# Work required
Check each line below for the word "yields" and give the number of lines that have it, nothing more.

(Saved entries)
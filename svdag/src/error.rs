//! Error types for pool access, editing and serialization.

use std::error::Error;
use std::fmt;
use std::io;

pub type Result<T> = std::result::Result<T, SvdagError>;

/// Errors surfaced by pool operations.
///
/// Nothing is retried internally; a pool left behind by a failed build or
/// edit holds intermediate nodes and should be dropped by the caller.
#[derive(Debug)]
pub enum SvdagError {
    /// A node index does not resolve to a pool entry.
    IndexOutOfRange {
        /// The offending 1-based index.
        index: u32,
        /// Number of nodes in the pool.
        len: usize,
    },
    /// An editing operation targeted a child slot it cannot work with.
    NotFound {
        /// Index of the parent node.
        parent: u32,
        /// Octant of the offending slot.
        octant: usize,
    },
    /// A serialized pool failed validation during load.
    CorruptPool {
        /// What went wrong.
        reason: String,
    },
    /// Build parameters outside the supported range.
    InputRejected {
        /// What went wrong.
        reason: String,
    },
    /// An underlying read or write failed.
    Io(io::Error),
}

impl fmt::Display for SvdagError {
    fn fmt(&self, f: &mut fmt::Formatter<'_>) -> fmt::Result {
        match self {
            Self::IndexOutOfRange { index, len } => {
                write!(f, "node index {index} out of range for pool of {len} nodes")
            }
            Self::NotFound { parent, octant } => {
                write!(f, "node {parent} has no child in octant {octant}")
            }
            Self::CorruptPool { reason } => write!(f, "corrupt pool: {reason}"),
            Self::InputRejected { reason } => write!(f, "input rejected: {reason}"),
            Self::Io(err) => write!(f, "io error: {err}"),
        }
    }
}

impl Error for SvdagError {
    fn source(&self) -> Option<&(dyn Error + 'static)> {
        match self {
            Self::Io(err) => Some(err),
            _ => None,
        }
    }
}

impl From<io::Error> for SvdagError {
    fn from(err: io::Error) -> Self {
        Self::Io(err)
    }
}
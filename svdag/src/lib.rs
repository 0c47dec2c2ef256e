//! Sparse voxel DAG construction, editing and ray traversal.
//!
//! A [`NodePool`] stores an octree as an index-addressed arena in which
//! structurally identical subtrees are shared. Pools are built from triangle
//! meshes ([`MeshBuilder`]) or inside tests ([`NodePool::from_sdf`]), merged
//! and carved with the editing operations, compressed, serialized to a flat
//! binary format and traversed by rays.

pub mod builder;
pub mod core;
mod editor;
pub mod error;
pub mod io;
mod pool;
mod traversal;

pub use builder::{MeshBuilder, Scene, MAX_BUILD_DEPTH, MIN_BUILD_DEPTH};
pub use core::{Aabb, Node, Slot, MAX_CHILDREN, SOLID_LEAF};
pub use error::{Result, SvdagError};
pub use pool::NodePool;
pub use traversal::RayHit;
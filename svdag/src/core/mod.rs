mod math;
mod node;

pub use math::{ray_aabb_intersection, Aabb};
pub use node::{Children, DedupMap, Node, NodeHasherBuilder, Slot, MAX_CHILDREN, SOLID_LEAF};
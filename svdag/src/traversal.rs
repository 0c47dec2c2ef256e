use glam::Vec3;

use crate::core::{ray_aabb_intersection, Aabb, MAX_CHILDREN};
use crate::pool::NodePool;

/// First solid voxel hit along a ray.
#[derive(Clone, Copy, Debug, PartialEq)]
pub struct RayHit {
    /// Entry point of the hit voxel.
    pub position: Vec3,
    /// Parametric distance of the entry point along the ray.
    pub distance: f32,
}

impl NodePool {
    /// Marches `origin + t * direction` through the DAG over the unit cube
    /// and returns the first solid voxel entered, or `None` when the ray
    /// leaves the cube or exceeds `max_dist` first.
    ///
    /// `max_depth` caps the descent: any occupied slot at that depth counts
    /// as solid, so traversing shallower than the build depth yields the
    /// coarser voxels. Rays over a different cube are transformed into unit
    /// space by the caller. Read-only, so any number of traversals may run
    /// concurrently against a shared pool.
    pub fn traverse(
        &self,
        origin: Vec3,
        direction: Vec3,
        max_depth: u32,
        max_dist: f32,
    ) -> Option<RayHit> {
        if self.root() == 0 {
            return None;
        }
        let cube = Aabb::UNIT;
        let (entry, exit) = ray_aabb_intersection(origin, direction, &cube)?;
        if exit < 0.0 || entry > max_dist {
            return None;
        }
        self.march(
            self.root(),
            &cube,
            origin,
            direction,
            max_depth.max(1),
            max_dist,
            0,
        )
    }

    fn march(
        &self,
        index: u32,
        cube: &Aabb,
        origin: Vec3,
        direction: Vec3,
        max_depth: u32,
        max_dist: f32,
        depth: u32,
    ) -> Option<RayHit> {
        let node = self.node(index);

        // Front-to-back visit order: occupied octants sorted by entry
        // distance along the ray.
        let mut candidates = [(0.0f32, 0usize); MAX_CHILDREN];
        let mut count = 0;
        for octant in 0..MAX_CHILDREN {
            if node.children()[octant] == 0 {
                continue;
            }
            let sub = cube.octant(octant);
            if let Some((entry, exit)) = ray_aabb_intersection(origin, direction, &sub) {
                if exit < 0.0 || entry > max_dist {
                    continue;
                }
                candidates[count] = (entry.max(0.0), octant);
                count += 1;
            }
        }
        candidates[..count].sort_unstable_by(|a, b| a.0.total_cmp(&b.0));

        for &(entry, octant) in &candidates[..count] {
            let slot = node.children()[octant];
            if slot < 0 || depth + 1 >= max_depth {
                return Some(RayHit {
                    position: origin + direction * entry,
                    distance: entry,
                });
            }
            let sub = cube.octant(octant);
            if let Some(hit) = self.march(
                slot as u32,
                &sub,
                origin,
                direction,
                max_depth,
                max_dist,
                depth + 1,
            ) {
                return Some(hit);
            }
        }

        None
    }
}
use glam::Vec3;
use log::debug;

use crate::core::{Aabb, DedupMap, Node, MAX_CHILDREN, SOLID_LEAF};
use crate::error::{Result, SvdagError};
use crate::pool::NodePool;

pub const MIN_BUILD_DEPTH: u32 = 1;
pub const MAX_BUILD_DEPTH: u32 = 31;

/// Voxels between progress callback invocations.
const PROGRESS_INTERVAL: u64 = 1024;

/// Geometry source consumed by the builder.
///
/// The builder needs triangles and a bounding box, nothing else; winding,
/// normals and materials are the loader's business.
pub trait Scene {
    /// Axis-aligned bounds enclosing every triangle.
    fn bounds(&self) -> (Vec3, Vec3);

    fn triangle_count(&self) -> usize;

    /// Vertex positions of triangle `index`.
    fn triangle(&self, index: usize) -> (Vec3, Vec3, Vec3);
}

/// Recursive mesh voxelizer producing a deduplicated node pool.
///
/// Octants are filtered with a triangle-bounding-box pre-cull (inclusive, so
/// geometry on a splitting plane lands on both sides), recursion bottoms out
/// in solid leaves at `max_depth`, and every finished node goes through a
/// structural dedup map local to the build. Single-threaded by design; the
/// result is a pure function of the inputs.
pub struct MeshBuilder<'a, S: Scene> {
    scene: &'a S,
    max_depth: u32,
    cube: Aabb,
    progress: Option<Box<dyn FnMut(u64) + 'a>>,
    voxels_processed: u64,
}

impl<'a, S: Scene> MeshBuilder<'a, S> {
    pub fn new(scene: &'a S, max_depth: u32, corner: Vec3, size: f32) -> Result<Self> {
        if !(MIN_BUILD_DEPTH..=MAX_BUILD_DEPTH).contains(&max_depth) {
            return Err(SvdagError::InputRejected {
                reason: format!(
                    "build depth {max_depth} outside [{MIN_BUILD_DEPTH}, {MAX_BUILD_DEPTH}]"
                ),
            });
        }
        if !(size > 0.0) {
            return Err(SvdagError::InputRejected {
                reason: format!("degenerate bounding cube of size {size}"),
            });
        }

        Ok(Self {
            scene,
            max_depth,
            cube: Aabb::from_corner_size(corner, size),
            progress: None,
            voxels_processed: 0,
        })
    }

    /// Registers a periodic progress callback receiving the running voxel
    /// count. No frequency guarantee; the callback must not block. A caller
    /// that wants to cancel a long build panics out of the callback and
    /// drops the partial pool.
    pub fn with_progress(mut self, callback: impl FnMut(u64) + 'a) -> Self {
        self.progress = Some(Box::new(callback));
        self
    }

    pub fn build(mut self) -> NodePool {
        let triangle_count = self.scene.triangle_count();
        let triangle_boxes: Vec<Aabb> = (0..triangle_count)
            .map(|index| {
                let (v0, v1, v2) = self.scene.triangle(index);
                Aabb::from_triangle(v0, v1, v2)
            })
            .collect();
        let overlapping: Vec<u32> = (0..triangle_count as u32)
            .filter(|&index| triangle_boxes[index as usize].intersects(&self.cube))
            .collect();

        let mut pool = NodePool::new();
        let mut dedup = DedupMap::default();
        let cube = self.cube;
        let root = self.build_cube(&mut pool, &mut dedup, &triangle_boxes, &overlapping, cube, 0);
        if root > 0 {
            pool.set_root(root as u32);
        }

        debug_assert!(pool.is_topologically_ordered());
        debug!(
            "voxelized {} triangles to depth {}: {} nodes",
            triangle_count,
            self.max_depth,
            pool.len()
        );
        pool
    }

    fn build_cube(
        &mut self,
        pool: &mut NodePool,
        dedup: &mut DedupMap,
        triangle_boxes: &[Aabb],
        triangles: &[u32],
        cube: Aabb,
        depth: u32,
    ) -> i32 {
        if triangles.is_empty() {
            return 0;
        }
        if depth == self.max_depth {
            self.voxels_processed += 1;
            if self.voxels_processed % PROGRESS_INTERVAL == 0 {
                if let Some(callback) = self.progress.as_mut() {
                    callback(self.voxels_processed);
                }
            }
            return SOLID_LEAF;
        }

        let mut children = [0i32; MAX_CHILDREN];
        for (octant, child) in children.iter_mut().enumerate() {
            let sub = cube.octant(octant);
            let filtered: Vec<u32> = triangles
                .iter()
                .copied()
                .filter(|&index| triangle_boxes[index as usize].intersects(&sub))
                .collect();
            *child = self.build_cube(pool, dedup, triangle_boxes, &filtered, sub, depth + 1);
        }

        let node = Node::new(children);
        if !node.has_value() {
            return 0;
        }
        if let Some(&existing) = dedup.get(&node) {
            return existing as i32;
        }
        let index = pool.append(node);
        dedup.insert(node, index);
        index as i32
    }
}

impl NodePool {
    /// Voxelizes `scene` over the cube spanned by its bounds: minimum corner,
    /// longest edge. An empty scene yields an empty pool.
    pub fn from_scene<S: Scene>(scene: &S, max_depth: u32) -> Result<NodePool> {
        if scene.triangle_count() == 0 {
            return Ok(NodePool::new());
        }
        let (min, max) = scene.bounds();
        let size = (max - min).max_element();
        Ok(MeshBuilder::new(scene, max_depth, min, size)?.build())
    }
}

# Output of the exercise
2